Thursday, June 18, 2009

Post 8: The Most Ink Stained Title Ever

True Facts About Edgar Allen Poe:
Didn't believe in pencil sharpeners. His morose nature came from his frustratingly smudgy writings.

A Quick Note For My Neighbors:
I get it, you own a slaughterhouse. Please, only slaughter cattle. I'm sick of hearing Thai immigrants screaming in the middle of the night. It's making it very hard to neglect my child.

Why I'm Going To Hell:
While I admit the crime, 10 seals is hardly a "Massacre". I believe there's some yellow journalism going on.

Reasons I've Been Fired:
Blockbuster: Replaced all of the copies of Driving Miss Daisy with Birth of a Nation
Pottery Barn: Nudity wasn't really appreciated
Red Lobster: Apparently, they weren't into communism. I say false advertising.

Corrections:
It has come to my attention that Yule Brynner is dead and not going to be throwing the opening pitch at tomorrow's little league game.
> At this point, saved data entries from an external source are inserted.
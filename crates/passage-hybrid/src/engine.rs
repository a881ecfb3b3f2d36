//! Index/search facade over an injected backend and embedder.
//!
//! Writers (`index`, `reindex`, `clear`) take the collection's write lock;
//! searches share the read lock. Embedding always runs before a lock is taken.
use std::sync::Arc;
use std::time::Instant;

use anyhow::anyhow;
use parking_lot::RwLock;
use tracing::{debug, info};

use passage_core::config::SearchSettings;
use passage_core::{Chunk, Embedder, Embedding, Error, Result, ScoredChunk, SearchFilter, VectorBackend, VectorRecord};

use crate::rank::HybridRanker;

pub struct HybridIndex<B: VectorBackend> {
    backend: RwLock<B>,
    embedder: Arc<dyn Embedder>,
    ranker: HybridRanker,
    settings: SearchSettings,
}

impl<B: VectorBackend> HybridIndex<B> {
    pub fn new(backend: B, embedder: Arc<dyn Embedder>, settings: SearchSettings) -> Result<Self> {
        settings.validate()?;
        if embedder.dim() != backend.dim() {
            return Err(Error::InvalidConfig(format!(
                "embedder produces {}-dimensional vectors but collection '{}' holds {}",
                embedder.dim(),
                backend.name(),
                backend.dim()
            )));
        }
        let ranker = HybridRanker::from_settings(&settings)?;
        Ok(Self { backend: RwLock::new(backend), embedder, ranker, settings })
    }

    pub fn dim(&self) -> usize {
        self.embedder.dim()
    }

    pub fn settings(&self) -> &SearchSettings {
        &self.settings
    }

    pub fn embedder(&self) -> &Arc<dyn Embedder> {
        &self.embedder
    }

    /// Make `pairs` searchable. Any bad vector rejects the whole call and
    /// leaves the collection untouched.
    pub fn index(&self, pairs: Vec<(Chunk, Vec<f32>)>) -> Result<()> {
        let records = self.records(pairs)?;
        let count = records.len();
        let started = Instant::now();
        let mut backend = self.backend.write();
        backend.upsert(records)?;
        debug!(collection = backend.name(), count, elapsed_ms = started.elapsed().as_millis() as u64, "indexed chunks");
        Ok(())
    }

    /// Embed chunk texts with the injected embedder, then [`index`](Self::index) them.
    pub fn index_chunks(&self, chunks: Vec<Chunk>) -> Result<()> {
        let pairs = self.embed_chunks(chunks)?;
        self.index(pairs)
    }

    pub fn embed_chunks(&self, chunks: Vec<Chunk>) -> Result<Vec<(Chunk, Vec<f32>)>> {
        let texts: Vec<String> = chunks.iter().map(|c| c.text.clone()).collect();
        let vectors = self.embedder.embed_batch(&texts).map_err(Error::Embedding)?;
        if vectors.len() != chunks.len() {
            return Err(Error::embedding(anyhow!("embedder returned {} vectors for {} texts", vectors.len(), chunks.len())));
        }
        Ok(chunks.into_iter().zip(vectors).collect())
    }

    /// Replace the whole collection with `pairs` under one write lock.
    /// A failed rebuild leaves the previous collection searchable.
    pub fn reindex(&self, pairs: Vec<(Chunk, Vec<f32>)>) -> Result<()> {
        let records = self.records(pairs)?;
        let count = records.len();
        let mut backend = self.backend.write();
        backend.replace(records)?;
        info!(collection = backend.name(), count, "collection rebuilt");
        Ok(())
    }

    pub fn clear(&self) -> Result<()> {
        self.backend.write().clear()
    }

    /// Embed `query` and run [`search_with_vector`](Self::search_with_vector).
    pub fn search(&self, query: &str, k: usize, filter: &SearchFilter) -> Result<Vec<ScoredChunk>> {
        if k == 0 {
            return Ok(Vec::new());
        }
        let vector = self.embedder.embed(query).map_err(Error::Embedding)?;
        self.search_with_vector(query, &vector, k, filter)
    }

    /// Top-`k` chunks matching `filter`, best first. `query` drives the
    /// lexical signal, `vector` the semantic candidate pool.
    pub fn search_with_vector(&self, query: &str, vector: &[f32], k: usize, filter: &SearchFilter) -> Result<Vec<ScoredChunk>> {
        let vector = Embedding::new(vector.to_vec(), self.dim())?;
        if k == 0 {
            return Ok(Vec::new());
        }
        let pool = self.settings.candidate_pool(k);
        let started = Instant::now();
        let hits = self.backend.read().query(&vector, pool, filter)?;
        let candidates: Vec<(Chunk, f32)> = hits.into_iter().map(|h| (h.chunk, h.score)).collect();
        let candidate_count = candidates.len();
        let ranked = self.ranker.rank(candidates, query, k);
        debug!(
            k,
            pool,
            candidates = candidate_count,
            returned = ranked.len(),
            filters = filter.len(),
            elapsed_ms = started.elapsed().as_millis() as u64,
            "hybrid search"
        );
        Ok(ranked)
    }

    pub fn len(&self) -> Result<usize> {
        self.backend.read().len()
    }

    pub fn is_empty(&self) -> Result<bool> {
        Ok(self.len()? == 0)
    }

    fn records(&self, pairs: Vec<(Chunk, Vec<f32>)>) -> Result<Vec<VectorRecord>> {
        let dim = self.dim();
        pairs
            .into_iter()
            .map(|(chunk, values)| Ok(VectorRecord { vector: Embedding::new(values, dim)?, chunk }))
            .collect()
    }
}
Don't Believe Your Parents:
If you swim less than 30 minutes after eating, you'll get raped by a merman.

DVD Commentaries That Completely Ruin The Movie:
Citizen Kane: It's nothing but the audio from the outtakes of that commercial where Orson Welles is drunk.

What's Happening in Estonia?:
Still Nothing.

Secrets of the American Dental Association:
Whitening strips steal your soul.

A Formal Apology:
I'd like to apologize to the people of Geneva, NY. I now understand it's pronounced "Geneva" and not "Pull on my cock you dirty whore".